#### [What is needed]
Write out every record again, exactly.

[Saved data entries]
▬▬▬▬▬▬
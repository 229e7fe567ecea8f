use serde::Serialize;

/// Append-only, ordnet logg over fullførte hendelser i én økt.
/// Kun detektoren som eier ledgeren kan legge til poster.
#[derive(Debug, Clone, PartialEq, Serialize)]
#[serde(transparent)]
pub struct Ledger<T> {
    entries: Vec<T>,
}

impl<T> Ledger<T> {
    pub fn new() -> Self {
        Self { entries: Vec::new() }
    }

    pub(crate) fn append(&mut self, entry: T) {
        self.entries.push(entry);
    }

    pub fn len(&self) -> usize {
        self.entries.len()
    }

    pub fn is_empty(&self) -> bool {
        self.entries.is_empty()
    }

    pub fn iter(&self) -> std::slice::Iter<'_, T> {
        self.entries.iter()
    }

    pub fn as_slice(&self) -> &[T] {
        &self.entries
    }

    pub fn last(&self) -> Option<&T> {
        self.entries.last()
    }
}

impl<T> Default for Ledger<T> {
    fn default() -> Self {
        Self::new()
    }
}

impl<'a, T> IntoIterator for &'a Ledger<T> {
    type Item = &'a T;
    type IntoIter = std::slice::Iter<'a, T>;

    fn into_iter(self) -> Self::IntoIter {
        self.entries.iter()
    }
}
▬▬▬▬▬▬
#### [Solution]
repository 229e7fe567ecea8f
use serde::Serialize;

/// Append-only, ordnet logg over fullførte hendelser i én økt.
/// Kun detektoren som eier ledgeren kan legge til poster.
#[derive(Debug, Clone, PartialEq, Serialize)]
#[serde(transparent)]
pub struct Ledger<T> {
    entries: Vec<T>,
}

impl<T> Ledger<T> {
    pub fn new() -> Self {
        Self { entries: Vec::new() }
    }

    pub(crate) fn append(&mut self, entry: T) {
        self.entries.push(entry);
    }

    pub fn len(&self) -> usize {
        self.entries.len()
    }

    pub fn is_empty(&self) -> bool {
        self.entries.is_empty()
    }

    pub fn iter(&self) -> std::slice::Iter<'_, T> {
        self.entries.iter()
    }

    pub fn as_slice(&self) -> &[T] {
        &self.entries
    }

    pub fn last(&self) -> Option<&T> {
        self.entries.last()
    }
}

impl<T> Default for Ledger<T> {
    fn default() -> Self {
        Self::new()
    }
}

impl<'a, T> IntoIterator for &'a Ledger<T> {
    type Item = &'a T;
    type IntoIter = std::slice::Iter<'a, T>;

    fn into_iter(self) -> Self::IntoIter {
        self.entries.iter()
    }
}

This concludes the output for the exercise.